# Venting



## Hopeful_81 (May 27, 2010)

I think TTC has ruined my sex life. 
We use to have sex all the time now we can go months without it. It is driving me crazy!! I tryed talking to him and that just made him mad. I tryed taking a more active role and that just left me very very fustrated:banghead:. I want my marriage back the way it was. I can live without kids if it means I can have my sex life back. I feel so lonely and it really hurts to feel like the next man that show me any attention may get more than what I really should give him, just b/c I can't get my H to have sex with me. I am afraid and saden at the thought of what I might do if this goes on for much longer. 
Well thanks you letting me vent.


----------



## Crypsys (Apr 22, 2010)

What is TTC?? What is his reasons when you talked to him about it for not wanting sex?


----------



## ASZ (May 24, 2010)

TTC is Trying to conceive.
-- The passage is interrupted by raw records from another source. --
//! Scripted curve shared by enemy ships and power-ups
//!
//! The curve is a chain of cubic Bézier segments expressed as offsets from
//! the spawn point. Entities traverse it at constant speed, so the curve is
//! flattened once into an arc-length table and sampled by distance.

use glam::Vec2;

/// Polyline samples per cubic segment when flattening
const SAMPLES_PER_SEGMENT: usize = 24;

/// One cubic segment; its start is the previous segment's end
#[derive(Debug, Clone, Copy, PartialEq)]
pub struct CubicSegment {
    pub c1: Vec2,
    pub c2: Vec2,
    pub end: Vec2,
}

impl CubicSegment {
    pub const fn new(c1: Vec2, c2: Vec2, end: Vec2) -> Self {
        Self { c1, c2, end }
    }
}

/// Point on a cubic Bézier at parameter `t`
#[inline]
pub fn cubic_point(p0: Vec2, c1: Vec2, c2: Vec2, p3: Vec2, t: f32) -> Vec2 {
    let u = 1.0 - t;
    p0 * (u * u * u) + c1 * (3.0 * u * u * t) + c2 * (3.0 * u * t * t) + p3 * (t * t * t)
}

/// Position and heading at a point along the curve
#[derive(Debug, Clone, Copy, PartialEq)]
pub struct PathSample {
    /// Offset from the path's owner origin
    pub offset: Vec2,
    /// Tangent direction (radians)
    pub heading: f32,
}

/// A flattened multi-segment Bézier path
#[derive(Debug, Clone)]
pub struct BezierPath {
    points: Vec<Vec2>,
    /// Cumulative arc length at each point (same length as `points`)
    lengths: Vec<f32>,
    segment_count: usize,
}

impl BezierPath {
    pub fn new(start: Vec2, segments: &[CubicSegment]) -> Self {
        assert!(!segments.is_empty(), "a path needs at least one segment");

        let mut points = Vec::with_capacity(segments.len() * SAMPLES_PER_SEGMENT + 1);
        points.push(start);
        let mut p0 = start;
        for seg in segments {
            for i in 1..=SAMPLES_PER_SEGMENT {
                let t = i as f32 / SAMPLES_PER_SEGMENT as f32;
                points.push(cubic_point(p0, seg.c1, seg.c2, seg.end, t));
            }
            p0 = seg.end;
        }

        let mut lengths = Vec::with_capacity(points.len());
        let mut total = 0.0;
        lengths.push(0.0);
        for pair in points.windows(2) {
            total += pair[0].distance(pair[1]);
            lengths.push(total);
        }

        Self {
            points,
            lengths,
            segment_count: segments.len(),
        }
    }

    pub fn segment_count(&self) -> usize {
        self.segment_count
    }

    /// Total arc length
    pub fn length(&self) -> f32 {
        self.lengths.last().copied().unwrap_or(0.0)
    }

    pub fn start(&self) -> Vec2 {
        self.points[0]
    }

    pub fn end(&self) -> Vec2 {
        self.points[self.points.len() - 1]
    }

    /// Sample at normalized progress `t` in [0, 1], constant speed along the curve
    pub fn sample(&self, t: f32) -> PathSample {
        let total = self.length();
        if total <= f32::EPSILON {
            return PathSample {
                offset: self.start(),
                heading: 0.0,
            };
        }

        let target = t.clamp(0.0, 1.0) * total;
        let last = self.points.len() - 1;
        let i = self.lengths.partition_point(|&l| l < target).clamp(1, last);

        let span = self.lengths[i] - self.lengths[i - 1];
        let local = if span > f32::EPSILON {
            (target - self.lengths[i - 1]) / span
        } else {
            0.0
        };

        PathSample {
            offset: self.points[i - 1].lerp(self.points[i], local),
            heading: self.heading_near(i),
        }
    }

    /// Heading of the nearest non-degenerate polyline step at or after `i`
    fn heading_near(&self, i: usize) -> f32 {
        let forward = (i..self.points.len()).chain((1..i).rev());
        for j in forward {
            let d = self.points[j] - self.points[j - 1];
            if d.length_squared() > 1e-8 {
                return d.y.atan2(d.x);
            }
        }
        0.0
    }
}

/// The weaving dive flown by enemies and power-ups.
///
/// Nine segments; the first eight descend about 560 units with sharp
/// switchbacks and the last one runs off to `-screen_height`.
pub fn scripted_curve(screen_height: f32) -> BezierPath {
    let y_max = -screen_height;
    let v = Vec2::new;
    let segments = [
        CubicSegment::new(v(0.5, -0.5), v(4.55, -29.48), v(-2.5, -59.5)),
        CubicSegment::new(v(-9.55, -89.52), v(-43.32, -115.43), v(-27.5, -154.5)),
        CubicSegment::new(v(-11.68, -193.57), v(17.28, -186.95), v(30.5, -243.5)),
        CubicSegment::new(v(43.72, -300.05), v(-47.71, -335.76), v(-52.5, -379.5)),
        CubicSegment::new(v(-57.29, -423.24), v(-8.14, -482.45), v(54.5, -449.5)),
        CubicSegment::new(v(117.14, -416.55), v(52.25, -308.62), v(-5.5, -348.5)),
        CubicSegment::new(v(-63.25, -388.38), v(-14.48, -457.43), v(10.5, -494.5)),
        CubicSegment::new(v(23.74, -514.16), v(6.93, -537.57), v(0.5, -559.5)),
        CubicSegment::new(v(-5.2, y_max), v(-2.5, y_max), v(-2.5, y_max)),
    ];
    BezierPath::new(v(0.5, -0.5), &segments)
}
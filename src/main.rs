//! Space Run - headless native driver
//!
//! Plays a scripted session: a single finger sweeps the ship back and forth
//! across the lower third of the screen until the ship is destroyed or time
//! runs out.

#[cfg(not(target_arch = "wasm32"))]
use clap::Parser;

/// Run a scripted Space Run session and print the final HUD
#[cfg(not(target_arch = "wasm32"))]
#[derive(Parser, Debug)]
#[command(name = "space-run", version, about)]
struct Args {
    /// Settings JSON file (defaults are used when omitted)
    settings: Option<std::path::PathBuf>,

    /// Override the gameplay seed from the settings
    #[arg(long)]
    seed: Option<u64>,

    /// Stop the session after this many seconds
    #[arg(long, default_value_t = 120.0, value_parser = positive_seconds)]
    max_seconds: f64,

    /// Seconds per full left-right sweep of the finger
    #[arg(long, default_value_t = 4.0, value_parser = positive_seconds)]
    sweep_period: f64,
}

#[cfg(not(target_arch = "wasm32"))]
fn positive_seconds(s: &str) -> Result<f64, String> {
    let value: f64 = s.parse().map_err(|e| format!("{}", e))?;
    if value.is_finite() && value > 0.0 {
        Ok(value)
    } else {
        Err(format!("expected a positive number of seconds, got {}", s))
    }
}

#[cfg(not(target_arch = "wasm32"))]
fn main() {
    env_logger::init();
    log::info!("Space Run (native) starting...");

    let args = Args::parse();
    let mut settings = load_settings(args.settings.as_deref());
    if let Some(seed) = args.seed {
        settings.seed = seed;
    }
    let summary = run_session(&settings, args.max_seconds, args.sweep_period);

    println!(
        "score {} | survived {} | frames {} | game over: {}",
        summary.hud.score_text, summary.hud.elapsed_text, summary.frames, summary.ended
    );
    match serde_json::to_string_pretty(&summary.hud) {
        Ok(json) => println!("{}", json),
        Err(e) => log::error!("Failed to serialize HUD: {}", e),
    }
}

#[cfg(target_arch = "wasm32")]
fn main() {
    // No browser host; the library is driven by an embedding shell
}

#[cfg(not(target_arch = "wasm32"))]
fn load_settings(path: Option<&std::path::Path>) -> space_run::Settings {
    use space_run::Settings;

    let Some(path) = path else {
        log::info!("Using default settings");
        return Settings::default();
    };
    match Settings::load(path) {
        Ok(settings) => settings,
        Err(e) => {
            log::warn!(
                "Could not load settings from {}: {}; using defaults",
                path.display(),
                e
            );
            Settings::default()
        }
    }
}

#[cfg(not(target_arch = "wasm32"))]
struct Summary {
    hud: space_run::sim::Hud,
    frames: u64,
    ended: bool,
}

#[cfg(not(target_arch = "wasm32"))]
fn run_session(settings: &space_run::Settings, max_seconds: f64, sweep_period: f64) -> Summary {
    use glam::Vec2;
    use space_run::AudioManager;
    use space_run::audio::LogPlayer;
    use space_run::sim::{FrameInput, GameState, tick};

    /// Host frame period (seconds)
    const FRAME: f64 = 1.0 / 60.0;

    let mut state = GameState::from_settings(settings);
    let mut audio = AudioManager::from_settings(LogPlayer, settings);

    let (width, height) = settings.screen_size();
    let y = height / 3.0;

    let mut frame = 0u64;
    while state.is_running() && frame as f64 * FRAME < max_seconds {
        let now = frame as f64 * FRAME;
        let phase = (now / sweep_period * std::f64::consts::TAU).sin() as f32;
        let finger = Vec2::new(width / 2.0 + phase * width * 0.4, y);
        let input = if frame == 0 {
            FrameInput::press(1, finger)
        } else {
            FrameInput::hold(1, finger)
        };

        tick(&mut state, &input, now);
        audio.play_events(&state.drain_events());
        frame += 1;
    }

    Summary {
        hud: state.hud.clone(),
        frames: state.frame,
        ended: !state.is_running(),
    }
}

#[cfg(all(test, not(target_arch = "wasm32")))]
mod tests {
    use super::*;

    #[test]
    fn test_args_defaults() {
        let args = Args::try_parse_from(["space-run"]).expect("no args is valid");
        assert!(args.settings.is_none());
        assert!(args.seed.is_none());
        assert_eq!(args.max_seconds, 120.0);
        assert_eq!(args.sweep_period, 4.0);
    }

    #[test]
    fn test_args_overrides() {
        let args = Args::try_parse_from([
            "space-run",
            "settings.json",
            "--seed",
            "42",
            "--max-seconds",
            "10",
            "--sweep-period",
            "2.5",
        ])
        .expect("valid args");
        assert_eq!(args.settings.as_deref(), Some(std::path::Path::new("settings.json")));
        assert_eq!(args.seed, Some(42));
        assert_eq!(args.max_seconds, 10.0);
        assert_eq!(args.sweep_period, 2.5);
    }

    #[test]
    fn test_args_rejects_bad_input() {
        assert!(Args::try_parse_from(["space-run", "--max-seconds", "0"]).is_err());
        assert!(Args::try_parse_from(["space-run", "--sweep-period", "-1"]).is_err());
        assert!(Args::try_parse_from(["space-run", "a.json", "b.json"]).is_err());
    }

    #[test]
    fn test_session_is_bounded() {
        let summary = run_session(&space_run::Settings::default(), 1.0, 4.0);
        assert!(summary.frames <= 61);
    }
}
Why you do go months without it? If TTC, you should be doing it every month? In fact you should be having it more frequently?


----------



## Crypsys (Apr 22, 2010)

I agree with ASZ, if you are TTC then you would be having sex more often. Am I missing something???


----------



## PeasNCarrots (Apr 5, 2010)

When TTC you actually want to try to narrow down the most likely days that you may ovulate and then only have sex during those days, the more sex the lower the sperm count, so you want to try to only have sex on those 3 days most likely to concieve, let the sperm count climb during the time when you are not likely to be ovulating. I have had 5 miscarriages and 2 full term children.... trust me I learned everything I could, was even willing to stand on my head after sex! lol.


----------



## PeasNCarrots (Apr 5, 2010)

oops! hit post before I was done..... As for the going without sex for months, theres something else going on. Is your H working? Highly stressed? Depressed? There are sooooooo many things it could be. I know its frustrating when trying to communicate with someone who just gets angry when they dont want to talk about sex, and as an unresolved issue that is important to you it becomes something that you are constantly thinking about. Just try to go slow. Maybe just ask if he is still attracted to you and then just drop the subject. Dont make it a long drawn out discussion. Watch him in the morning, "Got Wood?" Maybe he is having his own "issues" and men have a hard time admitting that, its an ego thing. As long as you both still love eachother then try to be patient. I know its hard, I just came off a 15 month dry spell..... but isnt it worth the wait?


----------